腰带解开,拉链滑下的摩擦声,尺寸骇人的巨物挣脱束缚,空气里多了他的味道,侵略性甚至野蛮。
好烫,上下滑动了几下,掌心就被灼出热度,她没有这样服务过,手指轻重难判,弄得很不舒服。
郑瞿徽咬着她的耳垂泄火:“故意的?”
他开始后悔自己的一时心软,就不该轻易放过她。
蒋楚听出了懊恼,隐约还带着点委屈的意思,她歪头一乐,舌尖描绘着他的唇形,舔着吃着:“你教我。”
男人哼了一声,似是不满,又带着些余怒未息。
身体总比人心诚实,粗糙的手掌覆上她的,节奏感和跳跃的经络合作无间,很快见效,头顶是他克制不住的低沉喘息。
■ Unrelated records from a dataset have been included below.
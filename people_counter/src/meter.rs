//! Throughput and latency statistics, logged periodically.
//!
use std::{
    sync::atomic::{AtomicU64, Ordering},
    time::{Duration, Instant},
};

use tokio::{task::JoinHandle, time::interval};

pub static METER: Meter = Meter::new();

/// Counters shared between the capture thread and the inference loop.
#[derive(Default)]
pub struct Meter {
    captured: AtomicU64,
    inferred: AtomicU64,
    inference_micros: AtomicU64,
}

/// Counts accumulated since the previous [`Meter::take`].
#[derive(Clone, Copy, Debug, Default, PartialEq)]
pub struct Window {
    pub captured: u64,
    pub inferred: u64,
    pub inference_time: Duration,
}

impl Window {
    /// Mean network latency per inferred frame.
    pub fn mean_latency(&self) -> Option<Duration> {
        let frames = u32::try_from(self.inferred).ok().filter(|n| *n > 0)?;
        Some(self.inference_time / frames)
    }

    fn log(&self, elapsed: Duration) {
        let secs = elapsed.as_secs_f64();
        if self.captured > 0 {
            log::info!("Captured {:.2} fps", self.captured as f64 / secs);
        }
        if let Some(latency) = self.mean_latency() {
            log::info!(
                "Inferred {:.2} fps, {:.3}ms per frame",
                self.inferred as f64 / secs,
                latency.as_secs_f64() * 1000.0
            );
        }
    }
}

impl Meter {
    pub const fn new() -> Meter {
        Meter {
            captured: AtomicU64::new(0),
            inferred: AtomicU64::new(0),
            inference_micros: AtomicU64::new(0),
        }
    }

    pub fn tick_captured(&self) {
        self.captured.fetch_add(1, Ordering::Relaxed);
    }

    /// Count one inferred frame and the time the network spent on it.
    pub fn record_inference(&self, inference_time: Duration) {
        self.inferred.fetch_add(1, Ordering::Relaxed);
        let micros = u64::try_from(inference_time.as_micros()).unwrap_or(u64::MAX);
        self.inference_micros.fetch_add(micros, Ordering::Relaxed);
    }

    /// Read and reset all counters.
    pub fn take(&self) -> Window {
        Window {
            captured: self.captured.swap(0, Ordering::Relaxed),
            inferred: self.inferred.swap(0, Ordering::Relaxed),
            inference_time: Duration::from_micros(self.inference_micros.swap(0, Ordering::Relaxed)),
        }
    }
}

/// Log the statistics of [`METER`] every `period`.
pub fn spawn_meter_logger(period: Duration) -> JoinHandle<()> {
    tokio::spawn(async move {
        let mut ticker = interval(period);
        ticker.tick().await;
        let mut last = Instant::now();

        loop {
            ticker.tick().await;
            let now = Instant::now();
            METER.take().log(now - last);
            last = now;
        }
    })
}

#[cfg(test)]
mod tests {
    use super::*;

    #[test]
    fn test_take_resets_window() {
        let meter = Meter::new();
        meter.tick_captured();
        meter.tick_captured();
        meter.record_inference(Duration::from_millis(30));
        meter.record_inference(Duration::from_millis(10));

        let window = meter.take();
        assert_eq!(window.captured, 2);
        assert_eq!(window.inferred, 2);
        assert_eq!(window.mean_latency(), Some(Duration::from_millis(20)));

        assert_eq!(meter.take(), Window::default());
    }

    #[test]
    fn test_no_latency_without_inference() {
        let window = Window {
            captured: 5,
            ..Default::default()
        };
        assert_eq!(window.mean_latency(), None);
    }
}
蒋楚一直是好学生,尤其在他如此言传身教下,轻易掌握诀窍。
最后,在男人野性的闷吼中,积攒了许久浓稠全数射在了蒋楚的腰腹上。
他搂着她,胸口轻微起伏,未见疲软的阴茎还被她握在手中,蒋楚一动不敢动,生怕他意犹未尽再要一次。
可不能再来了,她手酸得要命,酸到想骂人。
最后还是发了脾气。
他不知是真的没控制住还是纯属故意的,病号服的下摆被弄得不能看,更有几缕沾到纱布上。
一想到明天换药,怎么解释都不对,蒋楚凶神恶煞地瞪着他。
“怎么办啊。”都是他弄的。
她的大小姐脾气可不是一般人能受的。
那天晚上郑瞿徽洗衣服洗到半夜,病床上那人穿着男款短袖当作裙装睡得正香。
衣服洗完了,他从洗手间出来,半身裸着,蒋楚迷迷糊糊地揉着眼睛,不知清醒还是在梦里,嘟囔了一句:“你要不要上来睡。”
他昨晚只在椅子上将就了一晚,那么大的个头缩成一个特别别扭的姿势。
“没事。”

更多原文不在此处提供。